Christmas turkey dinner
Will UK consumers be eating chlorinated turkeys for Christmas? Getty Images

We may all be tucking into "dirty" chlorinated turkey at Christmas if the UK agrees a post-Brexit trade deal with the US, according to new research by food policy experts.

They compared UK and EU food standards with those in the US, finding that American poultry is washed in up to four chemical disinfectants that do not meet EU safety standards. They also said these chemicals – which pose a risk to consumers as well as workers in the industry - are used to wash American fruit, vegetables and fish.

They argue that it would be safer to keep EU standards following Brexit and that future controls should be "stricter, not weaker".

"The UK should continue to insist on improving hygiene standards in poultry farms, slaughter houses and meat-cutting plants and not allow standards to decline, nor try relying on chemical disinfectants to reduce the harm that filthy meat can cause," said Erik Millstone from the University of Sussex. "UK consumers would be safer to keep EU standards, and not to accept US disinfectant-washed-but-still-dirty poultry."

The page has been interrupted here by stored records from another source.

//! Review state machine.
//!
//! ```text
//! INSPECTING → EXECUTING_USER → { HALTED | RETRIEVING }
//!            → EXECUTING_REFERENCE (optional) → CLASSIFYING → DONE
//! ```
//!
//! Non-interpretable submissions go from INSPECTING straight to RETRIEVING.
//! No stage is ever visited twice.

use std::fmt;

use serde::{Deserialize, Serialize};

use super::error::{PipelineError, PipelineResult};

#[derive(Debug, Clone, Copy, Serialize, Deserialize, PartialEq, Eq)]
#[serde(rename_all = "SCREAMING_SNAKE_CASE")]
pub enum Stage {
    Inspecting,
    ExecutingUser,
    Halted,
    Retrieving,
    ExecutingReference,
    Classifying,
    Done,
}

impl Stage {
    pub fn as_str(self) -> &'static str {
        match self {
            Stage::Inspecting => "INSPECTING",
            Stage::ExecutingUser => "EXECUTING_USER",
            Stage::Halted => "HALTED",
            Stage::Retrieving => "RETRIEVING",
            Stage::ExecutingReference => "EXECUTING_REFERENCE",
            Stage::Classifying => "CLASSIFYING",
            Stage::Done => "DONE",
        }
    }

    pub fn is_terminal(self) -> bool {
        matches!(self, Stage::Halted | Stage::Done)
    }

    /// Legal successors of this stage.
    pub fn successors(self) -> &'static [Stage] {
        match self {
            Stage::Inspecting => &[Stage::ExecutingUser, Stage::Retrieving],
            Stage::ExecutingUser => &[Stage::Halted, Stage::Retrieving],
            Stage::Retrieving => &[Stage::ExecutingReference, Stage::Classifying],
            Stage::ExecutingReference => &[Stage::Classifying],
            Stage::Classifying => &[Stage::Done],
            Stage::Halted | Stage::Done => &[],
        }
    }
}

impl fmt::Display for Stage {
    fn fmt(&self, f: &mut fmt::Formatter<'_>) -> fmt::Result {
        f.write_str(self.as_str())
    }
}

/// Stages visited so far, in order.
#[derive(Debug, Clone, Default, Serialize, Deserialize, PartialEq, Eq)]
#[serde(transparent)]
pub struct StageLog {
    visited: Vec<Stage>,
}

impl StageLog {
    pub fn new() -> Self {
        Self::default()
    }

    pub fn current(&self) -> Option<Stage> {
        self.visited.last().copied()
    }

    pub fn visited(&self) -> &[Stage] {
        &self.visited
    }

    pub fn contains(&self, stage: Stage) -> bool {
        self.visited.contains(&stage)
    }

    /// Move to `next`; the first stage must be INSPECTING.
    pub fn advance(&mut self, next: Stage) -> PipelineResult<()> {
        let legal = match self.current() {
            None => next == Stage::Inspecting,
            Some(current) => current.successors().contains(&next),
        };
        if !legal {
            return Err(PipelineError::InvalidTransition {
                from: self.current(),
                to: next,
            });
        }
        self.visited.push(next);
        crate::obs::emit_stage_entered(next.as_str());
        Ok(())
    }
}

#[cfg(test)]
mod tests {
    use super::*;

    #[test]
    fn test_happy_path() {
        let mut log = StageLog::new();
        for stage in [
            Stage::Inspecting,
            Stage::ExecutingUser,
            Stage::Retrieving,
            Stage::ExecutingReference,
            Stage::Classifying,
            Stage::Done,
        ] {
            log.advance(stage).unwrap();
        }
        assert_eq!(log.current(), Some(Stage::Done));
        assert!(log.current().unwrap().is_terminal());
    }

    #[test]
    fn test_halt_is_terminal() {
        let mut log = StageLog::new();
        log.advance(Stage::Inspecting).unwrap();
        log.advance(Stage::ExecutingUser).unwrap();
        log.advance(Stage::Halted).unwrap();
        assert!(matches!(
            log.advance(Stage::Retrieving),
            Err(PipelineError::InvalidTransition { .. })
        ));
    }

    #[test]
    fn test_stages_cannot_be_revisited_or_skipped() {
        let mut log = StageLog::new();
        assert!(log.advance(Stage::Retrieving).is_err());
        log.advance(Stage::Inspecting).unwrap();
        assert!(log.advance(Stage::Inspecting).is_err());
        assert!(log.advance(Stage::Classifying).is_err());
    }

    #[test]
    fn test_serializes_as_list_of_names() {
        let mut log = StageLog::new();
        log.advance(Stage::Inspecting).unwrap();
        log.advance(Stage::Retrieving).unwrap();
        let json = serde_json::to_string(&log).unwrap();
        assert_eq!(json, r#"["INSPECTING","RETRIEVING"]"#);
    }
}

The issue of chlorine-washed meat received significant news coverage in November when US Commerce Secretary Wilbur Ross warned that the UK would have to abandon EU standards if it wanted to secure a trade deal with the US post-Brexit.

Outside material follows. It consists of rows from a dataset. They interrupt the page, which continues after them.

//! Tracer runs over typical interview-style solutions.

use aligner_core::{
    parse_argument_literal, ComparativeAnalyzer, FailureKind, InvocationStyle, TraceRun, Tracer,
    VerdictKind,
};

fn run(code: &str, entry: &str, input: &str, style: InvocationStyle) -> TraceRun {
    let arguments = parse_argument_literal(input).unwrap();
    Tracer::default().run(code, entry, &arguments, style)
}

fn result_text(run: &TraceRun) -> &str {
    match run.outcome.value() {
        Some(value) => &value.text,
        None => panic!("run failed: {:?}", run.outcome.failure()),
    }
}

const TWO_SUM: &str = "\
class Solution:
    def twoSum(self, nums, target):
        seen = {}
        for i, n in enumerate(nums):
            if target - n in seen:
                return [seen[target - n], i]
            seen[n] = i
        return []
";

/// Test: method-style reference with a dict lookup
#[test]
fn test_two_sum_method_style() {
    let run = run(TWO_SUM, "twoSum", "([2, 7, 11, 15], 9)", InvocationStyle::Method);
    assert_eq!(result_text(&run), "[0, 1]");

    // self never appears in a snapshot
    assert!(run
        .trace
        .steps()
        .iter()
        .all(|step| !step.variables.contains_key("self")));
    let last = run.trace.last().unwrap();
    assert_eq!(last.line, 6);
    assert_eq!(last.variables.get("seen").map(String::as_str), Some("{2: 0}"));
}

/// Test: binary search with while loop and integer division
#[test]
fn test_binary_search() {
    let code = "\
def search(nums, target):
    lo, hi = 0, len(nums) - 1
    while lo <= hi:
        mid = (lo + hi) // 2
        if nums[mid] == target:
            return mid
        elif nums[mid] < target:
            lo = mid + 1
        else:
            hi = mid - 1
    return -1
";
    let found = run(code, "search", "([1, 3, 5, 7, 9, 11], 9)", InvocationStyle::Function);
    assert_eq!(result_text(&found), "4");
    let missing = run(code, "search", "([1, 3, 5], 4)", InvocationStyle::Function);
    assert_eq!(result_text(&missing), "-1");
}

/// Test: heapq and sorted with a key function
#[test]
fn test_heap_and_sorting() {
    let code = "\
import heapq

def k_smallest(nums, k):
    heap = []
    for n in nums:
        heapq.heappush(heap, n)
    out = [heapq.heappop(heap) for _ in range(k)]
    return sorted(out, key=lambda x: -x)
";
    let result = run(code, "k_smallest", "([5, 1, 4, 2, 3], 3)", InvocationStyle::Function);
    assert_eq!(result_text(&result), "[3, 2, 1]");
}

/// Test: string results compare by their str() text
#[test]
fn test_string_result_text() {
    let code = "def rev(s):\n    return s[::-1]\n";
    let result = run(code, "rev", "('abc',)", InvocationStyle::Function);
    assert_eq!(result_text(&result), "cba");
    assert_eq!(result.outcome.value().unwrap().repr, "'cba'");
}

/// Test: a single non-tuple literal becomes one argument
#[test]
fn test_single_literal_argument() {
    let code = "def total(a):\n    return sum(a)\n";
    let result = run(code, "total", "[1, 2, 3]", InvocationStyle::Function);
    assert_eq!(result_text(&result), "6");
}

/// Test: missing method on the container is a definition failure
#[test]
fn test_missing_method() {
    let result = run(TWO_SUM, "threeSum", "([1], 1)", InvocationStyle::Method);
    let failure = result.outcome.failure().unwrap();
    assert_eq!(failure.kind, FailureKind::Definition);
    assert_eq!(failure.exception, "AttributeError");
}

/// Test: too many arguments surface as an arity failure
#[test]
fn test_arity_failure() {
    let result = run(TWO_SUM, "twoSum", "([1, 2], 3, 4)", InvocationStyle::Method);
    let failure = result.outcome.failure().unwrap();
    assert_eq!(failure.kind, FailureKind::Arity);
    assert_eq!(failure.exception, "TypeError");
    assert!(result.trace.is_empty());
}

fn function(code: &str, input: &str) -> TraceRun {
    run(code, "f", input, InvocationStyle::Function)
}

/// Test: sets print in hash order, so unsorted and sorted builds agree
#[test]
fn test_set_results_match_regardless_of_build_order() {
    let user = function("def f(a):\n    return set(a)\n", "([3, 1, 2],)");
    let reference = function("def f(a):\n    return set(sorted(a))\n", "([3, 1, 2],)");
    assert_eq!(result_text(&user), "{1, 2, 3}");
    assert_eq!(result_text(&reference), "{1, 2, 3}");

    let verdict = ComparativeAnalyzer::default().classify(&user, Some(&reference), Some(1.0));
    assert_eq!(verdict.kind, VerdictKind::CorrectOptimal);

    let countdown = function("def f(n):\n    return set(range(n, 0, -1))\n", "(10,)");
    assert_eq!(result_text(&countdown), "{1, 2, 3, 4, 5, 6, 7, 8, 9, 10}");
}

/// Test: each item a comprehension fetches is a step on its line
#[test]
fn test_comprehension_steps() {
    let doubled = function("def f(a):\n    return [x * 2 for x in a]\n", "([1, 2, 3],)");
    assert_eq!(result_text(&doubled), "[2, 4, 6]");
    let lines: Vec<u32> = doubled.trace.steps().iter().map(|step| step.line).collect();
    assert_eq!(lines, vec![2, 2, 2, 2, 2]);
}

/// Test: a quadratic generator is inefficient next to a linear loop
#[test]
fn test_quadratic_generator_is_inefficient() {
    let user = "\
def f(a):
    return sum(1 for i in range(len(a)) for j in range(i + 1, len(a)) if a[i] + a[j] == 0)
";
    let reference = "\
def f(a):
    seen = set()
    count = 0
    for x in a:
        if -x in seen:
            count += 1
        seen.add(x)
    return count
";
    let input = format!("({:?},)", (-12..=12).collect::<Vec<i64>>());
    let user = function(user, &input);
    let reference = function(reference, &input);
    assert_eq!(result_text(&user), "12");
    assert_eq!(result_text(&reference), "12");
    assert_eq!(user.trace.len(), 327);

    let verdict = ComparativeAnalyzer::default().classify(&user, Some(&reference), Some(1.0));
    assert_eq!(verdict.kind, VerdictKind::CorrectInefficient);
}

/// Test: growing a dict while iterating it raises
#[test]
fn test_dict_resized_during_iteration() {
    let code = "\
def f(d):
    for k in d:
        d[k + 'x'] = 1
    return d
";
    let result = function(code, "({'a': 1},)");
    let failure = result.outcome.failure().unwrap();
    assert_eq!(failure.kind, FailureKind::Runtime);
    assert_eq!(failure.exception, "RuntimeError");
    assert_eq!(failure.message, "dictionary changed size during iteration");
    assert_eq!(failure.line, Some(2));

    // overwriting existing keys keeps the size and is allowed
    let code = "\
def f(d):
    for k in d:
        d[k] += 1
    return d
";
    let result = function(code, "({'a': 1, 'b': 2},)");
    assert_eq!(result_text(&result), "{'a': 2, 'b': 3}");
}

/// Test: starred assignment targets collect the middle
#[test]
fn test_starred_unpacking() {
    let code = "\
def f(a):
    x, *rest = a
    first, *middle, last = a
    return (x, rest, first, middle, last)
";
    let result = function(code, "([1, 2, 3, 4],)");
    assert_eq!(result_text(&result), "(1, [2, 3, 4], 1, [2, 3], 4)");

    let short = function(code, "([1],)");
    let failure = short.outcome.failure().unwrap();
    assert_eq!(failure.exception, "ValueError");
    assert_eq!(
        failure.message,
        "not enough values to unpack (expected at least 2, got 1)"
    );
}

/// Test: a list holding itself prints with an ellipsis
#[test]
fn test_self_referencing_list_result() {
    let code = "def f(a):\n    a.append(a)\n    return a\n";
    let result = function(code, "([1],)");
    assert_eq!(result_text(&result), "[1, [...]]");
}

/// Test: integer results past 64 bits keep full precision
#[test]
fn test_big_integer_results() {
    let power = function("def f(n):\n    return 2 ** n\n", "(64,)");
    assert_eq!(result_text(&power), "18446744073709551616");
    let product = function("def f(n):\n    return 10 ** 18 * n\n", "(10,)");
    assert_eq!(result_text(&product), "10000000000000000000");
    let back = function("def f(n):\n    return (2 ** n) // 2 ** 60\n", "(64,)");
    assert_eq!(result_text(&back), "16");
}

/// Test: unicode escapes decode inside string literals
#[test]
fn test_unicode_escapes_in_results() {
    let code = "def f(s):\n    return s + '\\u00e9' + '\\x21'\n";
    let result = function(code, "('caf',)");
    assert_eq!(result_text(&result), "café!");
}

The new research also found far too few studies have been conducted into disinfectant-washed poultry and that much of the available data is incomplete They also note that some studies have shown these chemicals do pose a significant risk to health because they can form toxic compounds when they interact with poultry flesh.

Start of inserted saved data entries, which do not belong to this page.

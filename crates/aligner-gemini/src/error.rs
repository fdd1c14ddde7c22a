//! Error types for the Gemini collaborators

use aligner_core::CollaboratorError;
use aligner_store::StoreError;
use thiserror::Error;

/// Errors talking to the Gemini API
#[derive(Error, Debug)]
pub enum GeminiError {
    /// No API key configured
    #[error("Gemini API key is not configured (set GEMINI_API_KEY)")]
    MissingApiKey,

    /// HTTP transport failed
    #[error("HTTP error: {0}")]
    Http(String),

    /// Non-success status from the API
    #[error("Gemini API returned {status}: {body}")]
    Status { status: u16, body: String },

    /// Response did not have the expected shape
    #[error("Unexpected Gemini response: {0}")]
    InvalidResponse(String),

    /// JSON parsing error
    #[error("JSON parsing error: {0}")]
    Json(#[from] serde_json::Error),
}

/// Result type for Gemini operations
pub type GeminiResult<T> = std::result::Result<T, GeminiError>;

impl From<reqwest::Error> for GeminiError {
    fn from(err: reqwest::Error) -> Self {
        GeminiError::Http(err.to_string())
    }
}

impl From<GeminiError> for CollaboratorError {
    fn from(err: GeminiError) -> Self {
        match err {
            GeminiError::MissingApiKey => CollaboratorError::NotConfigured(err.to_string()),
            GeminiError::Http(_) | GeminiError::Status { .. } => {
                CollaboratorError::Transport(err.to_string())
            }
            GeminiError::InvalidResponse(_) | GeminiError::Json(_) => {
                CollaboratorError::InvalidResponse(err.to_string())
            }
        }
    }
}

impl From<GeminiError> for StoreError {
    fn from(err: GeminiError) -> Self {
        StoreError::Embedding(err.to_string())
    }
}

#[cfg(test)]
mod tests {
    use super::*;

    #[test]
    fn test_collaborator_error_mapping() {
        assert!(matches!(
            CollaboratorError::from(GeminiError::MissingApiKey),
            CollaboratorError::NotConfigured(_)
        ));
        assert!(matches!(
            CollaboratorError::from(GeminiError::Status {
                status: 503,
                body: "overloaded".into()
            }),
            CollaboratorError::Transport(_)
        ));
        assert!(matches!(
            CollaboratorError::from(GeminiError::InvalidResponse("no candidates".into())),
            CollaboratorError::InvalidResponse(_)
        ));
    }

    #[test]
    fn test_store_error_mapping() {
        let err = StoreError::from(GeminiError::Http("connection refused".into()));
        assert!(err.to_string().contains("connection refused"));
    }
}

In the US this Christmas, chickens and turkeys destined to be eaten during festive meals are legally allowed to be washed in what the American food industry calls 'pathogen reduction treatments' – PRTs – which are currently illegal in the UK.

Their use is widespread in the US, according to the authors, because when animal carcasses reach American abattoirs and processing plants, they are far more contaminated with infectious-filth – including excrement – than in the UK, where hygiene standards are much higher.

In fact, the study quotes statistics which show that 97% of chicken breast meat in the US contains pathogens such as E. coli and Salmonella.

The authors warn that if PRTs are approved for use in the UK, they may also be used to wash fish, fruit and vegetables.

The experts recommend that the UK commits to maintain hygiene standards while calling on public health, environmental, animal welfare and consumer organisations to oppose the sale of food products washed with chemical disinfectants.